### [Exercise requirements]
Where a line holds the word "SocketName", count it, then give only the total for the entries below.

• • • • • • •

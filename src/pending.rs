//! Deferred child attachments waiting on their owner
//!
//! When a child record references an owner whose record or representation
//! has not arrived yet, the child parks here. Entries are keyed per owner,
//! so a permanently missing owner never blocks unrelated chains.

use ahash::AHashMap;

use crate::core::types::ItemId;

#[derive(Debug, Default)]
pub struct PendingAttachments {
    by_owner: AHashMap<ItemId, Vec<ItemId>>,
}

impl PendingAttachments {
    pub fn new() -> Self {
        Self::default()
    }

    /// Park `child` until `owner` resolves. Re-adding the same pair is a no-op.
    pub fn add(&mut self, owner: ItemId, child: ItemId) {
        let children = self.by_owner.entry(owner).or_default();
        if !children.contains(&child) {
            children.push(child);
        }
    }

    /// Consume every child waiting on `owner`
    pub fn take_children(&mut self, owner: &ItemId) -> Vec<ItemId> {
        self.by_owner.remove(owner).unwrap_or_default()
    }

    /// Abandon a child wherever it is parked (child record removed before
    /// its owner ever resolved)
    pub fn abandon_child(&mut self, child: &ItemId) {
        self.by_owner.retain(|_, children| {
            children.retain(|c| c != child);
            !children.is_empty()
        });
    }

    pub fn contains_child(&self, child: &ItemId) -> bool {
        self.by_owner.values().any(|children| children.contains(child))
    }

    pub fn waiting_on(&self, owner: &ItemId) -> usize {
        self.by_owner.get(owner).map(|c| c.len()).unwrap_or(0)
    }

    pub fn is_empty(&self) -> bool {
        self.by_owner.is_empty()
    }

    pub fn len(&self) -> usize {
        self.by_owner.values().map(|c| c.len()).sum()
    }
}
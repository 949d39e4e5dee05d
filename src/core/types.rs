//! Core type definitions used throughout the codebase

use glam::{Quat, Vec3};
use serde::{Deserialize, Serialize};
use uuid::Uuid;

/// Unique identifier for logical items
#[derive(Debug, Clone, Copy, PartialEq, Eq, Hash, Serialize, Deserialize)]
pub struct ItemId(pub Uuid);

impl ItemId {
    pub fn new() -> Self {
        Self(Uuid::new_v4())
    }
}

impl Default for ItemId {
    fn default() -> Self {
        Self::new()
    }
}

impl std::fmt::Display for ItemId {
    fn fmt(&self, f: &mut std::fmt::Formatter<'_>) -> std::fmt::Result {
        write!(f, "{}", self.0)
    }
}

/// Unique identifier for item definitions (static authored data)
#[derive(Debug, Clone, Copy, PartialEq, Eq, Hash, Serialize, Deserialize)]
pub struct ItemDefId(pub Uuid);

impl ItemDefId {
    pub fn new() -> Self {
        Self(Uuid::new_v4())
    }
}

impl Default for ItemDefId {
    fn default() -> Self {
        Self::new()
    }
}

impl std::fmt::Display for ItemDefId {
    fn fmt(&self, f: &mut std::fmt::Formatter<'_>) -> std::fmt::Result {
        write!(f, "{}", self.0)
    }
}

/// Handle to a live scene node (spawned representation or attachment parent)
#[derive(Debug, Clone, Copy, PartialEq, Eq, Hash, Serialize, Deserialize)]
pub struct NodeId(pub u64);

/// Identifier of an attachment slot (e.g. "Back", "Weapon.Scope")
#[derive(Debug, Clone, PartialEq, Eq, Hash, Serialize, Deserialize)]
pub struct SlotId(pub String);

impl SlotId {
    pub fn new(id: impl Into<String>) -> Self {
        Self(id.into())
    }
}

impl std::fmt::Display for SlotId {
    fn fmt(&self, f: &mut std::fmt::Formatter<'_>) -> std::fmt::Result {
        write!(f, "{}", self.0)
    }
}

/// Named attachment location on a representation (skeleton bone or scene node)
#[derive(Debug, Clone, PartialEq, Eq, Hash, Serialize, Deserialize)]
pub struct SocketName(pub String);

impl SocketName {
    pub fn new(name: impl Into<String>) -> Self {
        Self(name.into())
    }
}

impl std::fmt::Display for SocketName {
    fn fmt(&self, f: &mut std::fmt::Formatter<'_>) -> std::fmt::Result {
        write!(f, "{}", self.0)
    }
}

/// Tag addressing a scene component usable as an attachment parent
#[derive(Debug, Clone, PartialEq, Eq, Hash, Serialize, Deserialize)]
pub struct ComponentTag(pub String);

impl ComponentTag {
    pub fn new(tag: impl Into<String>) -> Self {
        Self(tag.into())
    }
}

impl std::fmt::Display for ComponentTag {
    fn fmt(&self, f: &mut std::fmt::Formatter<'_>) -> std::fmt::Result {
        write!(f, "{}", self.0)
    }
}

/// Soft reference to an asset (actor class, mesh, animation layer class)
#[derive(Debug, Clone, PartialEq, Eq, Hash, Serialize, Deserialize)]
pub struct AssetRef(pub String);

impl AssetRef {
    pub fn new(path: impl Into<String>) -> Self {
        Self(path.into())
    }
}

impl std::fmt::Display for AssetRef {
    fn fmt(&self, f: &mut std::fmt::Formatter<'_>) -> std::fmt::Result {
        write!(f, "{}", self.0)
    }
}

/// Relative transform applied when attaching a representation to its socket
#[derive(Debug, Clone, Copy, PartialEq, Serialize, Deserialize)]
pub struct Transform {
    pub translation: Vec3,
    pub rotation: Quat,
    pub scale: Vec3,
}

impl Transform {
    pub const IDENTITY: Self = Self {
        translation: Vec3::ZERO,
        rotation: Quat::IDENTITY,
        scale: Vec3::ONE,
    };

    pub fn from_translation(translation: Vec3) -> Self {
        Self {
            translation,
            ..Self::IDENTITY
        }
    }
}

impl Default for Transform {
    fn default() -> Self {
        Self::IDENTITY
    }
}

• • • • • • •

### [Final answer]
3